Non è di certo una bella esperienza perdere il portafogli, col pensiero che corre subito al bancomat, alle carte di credito (per chi se le può permettere), ai contanti e ai documenti (una gran noia da richiedere!).
Una disattenzione che si trasforma in un incubo.
Eppure, a volte, c’è una storia che prende una piega diversa. Succede quando, dall’altra parte, c’è qualcuno (onesto, cosa rara) che decide di compiere il passo giusto. Nelle scorse settimane, a Trieste, una ragazza di circa 24 anni (ignoto il suo nome, ndr) ha trovato il portafogli del signor. Fabio, nel parcheggio del supermercato Coop di Gattinara (inaugurato nel 2024, ndr). Invece di ignorarlo o appropriarsi del denaro, lo ha aperto e ha controllato i documenti.

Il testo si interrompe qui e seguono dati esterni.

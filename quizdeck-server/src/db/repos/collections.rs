//! Quiz collection repository
//!
//! Handles collection CRUD with:
//! - Atomic creation with the initial batch of questions (transaction)
//! - Question counts computed live by LEFT JOIN, never stored
//! - Cascade delete of questions in the same transaction as the collection

use chrono::{DateTime, Utc};
use sqlx::{FromRow, SqliteConnection, SqlitePool};

use super::quizzes::insert_question;
use super::DbError;
use crate::models::{CollectionPatch, NewCollection, NewQuestion};

/// Collection with its live question count
#[derive(Debug, Clone, PartialEq, Eq, FromRow)]
pub struct CollectionWithCount {
    pub id: i64,
    pub title: String,
    pub description: String,
    pub difficulty: String,
    pub category_id: i64,
    pub created_at: DateTime<Utc>,
    pub question_count: i64,
}

const SELECT_WITH_COUNT: &str = r#"
    SELECT
        c.id,
        c.title,
        c.description,
        c.difficulty,
        c.category_id,
        c.created_at,
        COUNT(q.id) AS question_count
    FROM quiz_collections c
    LEFT JOIN quizzes q ON q.collection_id = c.id
"#;

async fn fetch_with_count(
    conn: &mut SqliteConnection,
    id: i64,
) -> Result<Option<CollectionWithCount>, sqlx::Error> {
    sqlx::query_as::<_, CollectionWithCount>(&format!(
        "{SELECT_WITH_COUNT} WHERE c.id = ? GROUP BY c.id"
    ))
    .bind(id)
    .fetch_optional(conn)
    .await
}

/// Collection repository
pub struct CollectionRepo<'a> {
    pool: &'a SqlitePool,
}

impl<'a> CollectionRepo<'a> {
    pub fn new(pool: &'a SqlitePool) -> Self {
        Self { pool }
    }

    /// List a category's collections, each with its question count.
    pub async fn list_for_category(
        &self,
        category_id: i64,
    ) -> Result<Vec<CollectionWithCount>, DbError> {
        let collections = sqlx::query_as::<_, CollectionWithCount>(&format!(
            "{SELECT_WITH_COUNT} WHERE c.category_id = ? GROUP BY c.id ORDER BY c.id"
        ))
        .bind(category_id)
        .fetch_all(self.pool)
        .await?;

        Ok(collections)
    }

    /// Create a collection and its questions (atomic).
    ///
    /// Either the collection and every question are stored, or nothing is.
    /// Readers never observe the collection with a partial question set.
    pub async fn create_with_questions(
        &self,
        collection: NewCollection,
        questions: Vec<NewQuestion>,
    ) -> Result<CollectionWithCount, DbError> {
        let mut tx = self.pool.begin().await?;

        let (collection_id,): (i64,) = sqlx::query_as(
            r#"
            INSERT INTO quiz_collections (title, description, difficulty, category_id, created_at)
            VALUES (?, ?, ?, ?, ?)
            RETURNING id
            "#,
        )
        .bind(&collection.title)
        .bind(&collection.description)
        .bind(collection.difficulty.as_str())
        .bind(collection.category_id)
        .bind(Utc::now())
        .fetch_one(&mut *tx)
        .await?;

        for question in &questions {
            insert_question(&mut *tx, collection_id, question).await?;
        }

        let created = fetch_with_count(&mut tx, collection_id)
            .await?
            .ok_or_else(|| DbError::not_found("quiz collection", collection_id))?;

        tx.commit().await?;

        tracing::debug!(
            id = created.id,
            category_id = created.category_id,
            questions = created.question_count,
            "quiz collection created"
        );
        Ok(created)
    }

    /// Get a single collection with its question count.
    pub async fn get(&self, id: i64) -> Result<CollectionWithCount, DbError> {
        let mut conn = self.pool.acquire().await?;
        fetch_with_count(&mut conn, id)
            .await?
            .ok_or_else(|| DbError::not_found("quiz collection", id))
    }

    /// Apply the fields present in `patch` to a collection's own columns.
    pub async fn update(
        &self,
        id: i64,
        patch: CollectionPatch,
    ) -> Result<CollectionWithCount, DbError> {
        let mut tx = self.pool.begin().await?;

        let updated = sqlx::query(
            r#"
            UPDATE quiz_collections SET
                title = COALESCE(?, title),
                description = COALESCE(?, description),
                difficulty = COALESCE(?, difficulty),
                category_id = COALESCE(?, category_id)
            WHERE id = ?
            "#,
        )
        .bind(patch.title.as_deref())
        .bind(patch.description.as_deref())
        .bind(patch.difficulty.as_ref().map(|d| d.as_str()))
        .bind(patch.category_id)
        .bind(id)
        .execute(&mut *tx)
        .await?
        .rows_affected();

        if updated == 0 {
            return Err(DbError::not_found("quiz collection", id));
        }

        let collection = fetch_with_count(&mut tx, id)
            .await?
            .ok_or_else(|| DbError::not_found("quiz collection", id))?;

        tx.commit().await?;
        Ok(collection)
    }

    /// Delete a collection and its questions.
    ///
    /// Returns `false` if no collection had this id.
    pub async fn delete(&self, id: i64) -> Result<bool, DbError> {
        let mut tx = self.pool.begin().await?;

        sqlx::query("DELETE FROM quizzes WHERE collection_id = ?")
            .bind(id)
            .execute(&mut *tx)
            .await?;

        let deleted = sqlx::query("DELETE FROM quiz_collections WHERE id = ?")
            .bind(id)
            .execute(&mut *tx)
            .await?
            .rows_affected();

        tx.commit().await?;

        tracing::debug!(id, deleted, "quiz collection delete");
        Ok(deleted > 0)
    }
}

Poi ha cercato l’indirizzo del proprietario e si è presentata direttamente a casa sua per restituirglielo. All’interno c’era tutto, senza che mancasse nulla.
L’onesta è preziosissima, di questi tempi.
La mia esperienza
Papà nel ’93 perse il portafogli, con dentro 200mila lire e 40 santini (era molto religioso). Ci telefonò il prete della chiesa che mio padre frequentava.
Aveva trovato il suo portafoglio. Glielo consegnò. Ma mancavano le 200mila lire(!). Almeno gli erano rimasti i santini, e lui ne fu contento ugualmente. Quando papà è morto, nella bara gli ho messo il portafogli con i 40 santini.